--- Material for this task ---

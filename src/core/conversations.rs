//! Conversation list and user search.

use std::cmp::Ordering;
use std::collections::HashSet;

use chrono::{DateTime, Local, Utc};
use log::debug;
use uuid::Uuid;

use crate::backend::{ConversationSummary, Profile};

pub const SEARCH_LIMIT: usize = 10;

/// Newest first by `last_message_at`, falling back to `updated_at`;
/// conversations without any timestamp go last.
pub fn by_recency(a: &ConversationSummary, b: &ConversationSummary) -> Ordering {
    match (a.recency(), b.recency()) {
        (Some(x), Some(y)) => y.cmp(&x),
        (Some(_), None) => Ordering::Less,
        (None, Some(_)) => Ordering::Greater,
        (None, None) => Ordering::Equal,
    }
}

/// `HH:MM` within the last 24 hours, otherwise a date.
pub fn time_label(at: Option<DateTime<Utc>>, now: DateTime<Utc>) -> String {
    let Some(at) = at else {
        return String::new();
    };
    let local = at.with_timezone(&Local);
    if now.signed_duration_since(at).num_hours() < 24 {
        local.format("%H:%M").to_string()
    } else {
        local.format("%Y-%m-%d").to_string()
    }
}

#[derive(Debug, Default)]
pub struct ConversationList {
    items: Vec<ConversationSummary>,
    selected: Option<Uuid>,
    deleting: HashSet<Uuid>,
    loading: bool,
    /// Row highlighted in the list view.
    pub cursor: usize,
}

impl ConversationList {
    pub fn new() -> Self {
        Self::default()
    }

    pub fn items(&self) -> &[ConversationSummary] {
        &self.items
    }

    pub fn selected(&self) -> Option<Uuid> {
        self.selected
    }

    pub fn is_loading(&self) -> bool {
        self.loading
    }

    pub fn is_deleting(&self, id: Uuid) -> bool {
        self.deleting.contains(&id)
    }

    pub fn get(&self, id: Uuid) -> Option<&ConversationSummary> {
        self.items.iter().find(|c| c.id == id)
    }

    pub fn begin_load(&mut self) {
        self.loading = true;
    }

    pub fn on_loaded(&mut self, mut items: Vec<ConversationSummary>) {
        items.sort_by(by_recency);
        self.items = items;
        self.loading = false;
        // Deletions still in flight keep their marker only if the row survived.
        self.deleting.retain(|id| self.items.iter().any(|c| c.id == *id));
        self.clamp_cursor();
    }

    /// Keeps the previous contents.
    pub fn on_load_failed(&mut self) {
        self.loading = false;
    }

    pub fn select(&mut self, id: Uuid) {
        self.selected = Some(id);
        if let Some(index) = self.items.iter().position(|c| c.id == id) {
            self.cursor = index;
        }
    }

    pub fn deselect(&mut self) {
        self.selected = None;
    }

    /// The conversation under the cursor.
    pub fn highlighted(&self) -> Option<&ConversationSummary> {
        self.items.get(self.cursor)
    }

    pub fn move_cursor(&mut self, delta: isize) {
        if self.items.is_empty() {
            self.cursor = 0;
            return;
        }
        let last = self.items.len() as isize - 1;
        self.cursor = (self.cursor as isize + delta).clamp(0, last) as usize;
    }

    fn clamp_cursor(&mut self) {
        self.cursor = self.cursor.min(self.items.len().saturating_sub(1));
    }

    /// Marks `id` as being deleted. Returns false if it already is, or is
    /// not in the list.
    pub fn mark_deleting(&mut self, id: Uuid) -> bool {
        if self.get(id).is_none() {
            return false;
        }
        self.deleting.insert(id)
    }

    pub fn on_deleted(&mut self, id: Uuid) {
        self.deleting.remove(&id);
        self.items.retain(|c| c.id != id);
        if self.selected == Some(id) {
            self.selected = None;
        }
        self.clamp_cursor();
    }

    /// The row stays visible.
    pub fn on_delete_failed(&mut self, id: Uuid) {
        self.deleting.remove(&id);
    }

    /// Reflects a message written to `id` without waiting for a reload.
    pub fn touch(&mut self, id: Uuid, preview: &str, at: DateTime<Utc>) {
        let Some(item) = self.items.iter_mut().find(|c| c.id == id) else {
            debug!("Touch for unlisted conversation {}", id);
            return;
        };
        if item.last_message_at.is_some_and(|existing| existing > at) {
            return;
        }
        item.last_message = Some(preview.to_string());
        item.last_message_at = Some(at);
        let highlighted = self.highlighted().map(|c| c.id);
        self.items.sort_by(by_recency);
        if let Some(h) = highlighted
            && let Some(index) = self.items.iter().position(|c| c.id == h)
        {
            self.cursor = index;
        }
    }

    pub fn clear_preview(&mut self, id: Uuid) {
        if let Some(item) = self.items.iter_mut().find(|c| c.id == id) {
            item.last_message = None;
        }
    }
}

/// The "new conversation" search panel.
#[derive(Debug, Default)]
pub struct UserSearch {
    pub open: bool,
    pub query: String,
    /// Query the current results (or in-flight request) belong to.
    searched: Option<String>,
    results: Vec<Profile>,
    loading: bool,
    creating: Option<Uuid>,
    pub cursor: usize,
}

impl UserSearch {
    pub fn results(&self) -> &[Profile] {
        &self.results
    }

    pub fn is_loading(&self) -> bool {
        self.loading
    }

    pub fn creating(&self) -> Option<Uuid> {
        self.creating
    }

    pub fn open(&mut self) {
        self.open = true;
    }

    pub fn close(&mut self) {
        *self = Self::default();
    }

    /// Returns the trimmed query to search for, or `None` for a blank
    /// query (which clears the results without a request).
    pub fn submit(&mut self) -> Option<String> {
        let query = self.query.trim().to_string();
        if query.is_empty() {
            self.results.clear();
            self.searched = None;
            self.loading = false;
            return None;
        }
        self.searched = Some(query.clone());
        self.loading = true;
        Some(query)
    }

    /// Applies results unless a newer search superseded `query`.
    pub fn on_results(&mut self, query: &str, results: Vec<Profile>) -> bool {
        if self.searched.as_deref() != Some(query) {
            return false;
        }
        self.results = results;
        self.loading = false;
        self.cursor = 0;
        true
    }

    pub fn on_failed(&mut self, query: &str) {
        if self.searched.as_deref() == Some(query) {
            self.loading = false;
        }
    }

    pub fn highlighted(&self) -> Option<&Profile> {
        self.results.get(self.cursor)
    }

    pub fn move_cursor(&mut self, delta: isize) {
        if self.results.is_empty() {
            return;
        }
        let last = self.results.len() as isize - 1;
        self.cursor = (self.cursor as isize + delta).clamp(0, last) as usize;
    }

    /// Starts creating a conversation with `target`. Returns false while
    /// another creation is in flight.
    pub fn begin_create(&mut self, target: Uuid) -> bool {
        if self.creating.is_some() {
            return false;
        }
        self.creating = Some(target);
        true
    }

    pub fn on_create_failed(&mut self) {
        self.creating = None;
    }
}

#[cfg(test)]
mod tests {
    use super::*;
    use chrono::{Duration, TimeZone};

    fn summary(id: Uuid, last: Option<i64>, updated: Option<i64>) -> ConversationSummary {
        let at = |secs: i64| Utc.timestamp_opt(1_700_000_000 + secs, 0).unwrap();
        ConversationSummary {
            id,
            last_message: None,
            last_message_at: last.map(at),
            updated_at: updated.map(at),
            other_user: None,
        }
    }

    #[test]
    fn test_sorted_by_recency_with_fallback() {
        let ids: Vec<Uuid> = (0..4).map(|_| Uuid::new_v4()).collect();
        let mut list = ConversationList::new();
        list.on_loaded(vec![
            summary(ids[0], None, None),
            summary(ids[1], Some(10), Some(100)),
            summary(ids[2], None, Some(50)),
            summary(ids[3], Some(60), None),
        ]);
        let order: Vec<Uuid> = list.items().iter().map(|c| c.id).collect();
        assert_eq!(order, vec![ids[3], ids[2], ids[1], ids[0]]);
    }

    #[test]
    fn test_load_failure_keeps_previous_items() {
        let mut list = ConversationList::new();
        list.on_loaded(vec![summary(Uuid::new_v4(), Some(1), None)]);
        list.begin_load();
        list.on_load_failed();
        assert_eq!(list.items().len(), 1);
        assert!(!list.is_loading());
    }

    #[test]
    fn test_delete_success_removes_entry() {
        let id = Uuid::new_v4();
        let mut list = ConversationList::new();
        list.on_loaded(vec![summary(id, Some(1), None)]);
        list.select(id);
        assert!(list.mark_deleting(id));
        assert!(!list.mark_deleting(id), "already deleting");
        list.on_deleted(id);
        assert!(list.items().is_empty());
        assert_eq!(list.selected(), None);
    }

    #[test]
    fn test_delete_failure_keeps_entry_visible() {
        let id = Uuid::new_v4();
        let mut list = ConversationList::new();
        list.on_loaded(vec![summary(id, Some(1), None)]);
        list.mark_deleting(id);
        list.on_delete_failed(id);
        assert_eq!(list.items().len(), 1);
        assert!(!list.is_deleting(id));
    }

    #[test]
    fn test_touch_moves_conversation_to_top() {
        let (a, b) = (Uuid::new_v4(), Uuid::new_v4());
        let mut list = ConversationList::new();
        list.on_loaded(vec![summary(a, Some(100), None), summary(b, Some(10), None)]);
        let now = Utc.timestamp_opt(1_700_000_500, 0).unwrap();
        list.touch(b, "new!", now);
        assert_eq!(list.items()[0].id, b);
        assert_eq!(list.items()[0].preview(), "new!");
    }

    #[test]
    fn test_time_label() {
        let now = Utc::now();
        assert_eq!(time_label(None, now), "");
        let recent = time_label(Some(now - Duration::hours(2)), now);
        assert_eq!(recent.len(), 5);
        assert!(recent.contains(':'));
        let old = time_label(Some(now - Duration::days(3)), now);
        assert_eq!(old.len(), 10);
    }

    #[test]
    fn test_blank_search_clears_without_request() {
        let mut search = UserSearch::default();
        search.query = "ann".into();
        let query = search.submit().unwrap();
        search.on_results(&query, vec![Profile {
            id: Uuid::new_v4(),
            username: "ann".into(),
            full_name: None,
            avatar_url: None,
            status: None,
        }]);
        assert_eq!(search.results().len(), 1);

        search.query = "   ".into();
        assert_eq!(search.submit(), None);
        assert!(search.results().is_empty());
    }

    #[test]
    fn test_superseded_search_results_are_dropped() {
        let mut search = UserSearch::default();
        search.query = "an".into();
        let first = search.submit().unwrap();
        search.query = "ann".into();
        let second = search.submit().unwrap();
        assert!(!search.on_results(&first, vec![]));
        assert!(search.is_loading());
        assert!(search.on_results(&second, vec![]));
        assert!(!search.is_loading());
    }
}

---

■ Try it: Whenever the word "highlighted" shows up in a line of the entries, list that line.

■ Exercise output:
    /// Row highlighted in the list view.
    pub fn highlighted(&self) -> Option<&ConversationSummary> {
        let highlighted = self.highlighted().map(|c| c.id);
        if let Some(h) = highlighted
    pub fn highlighted(&self) -> Option<&Profile> {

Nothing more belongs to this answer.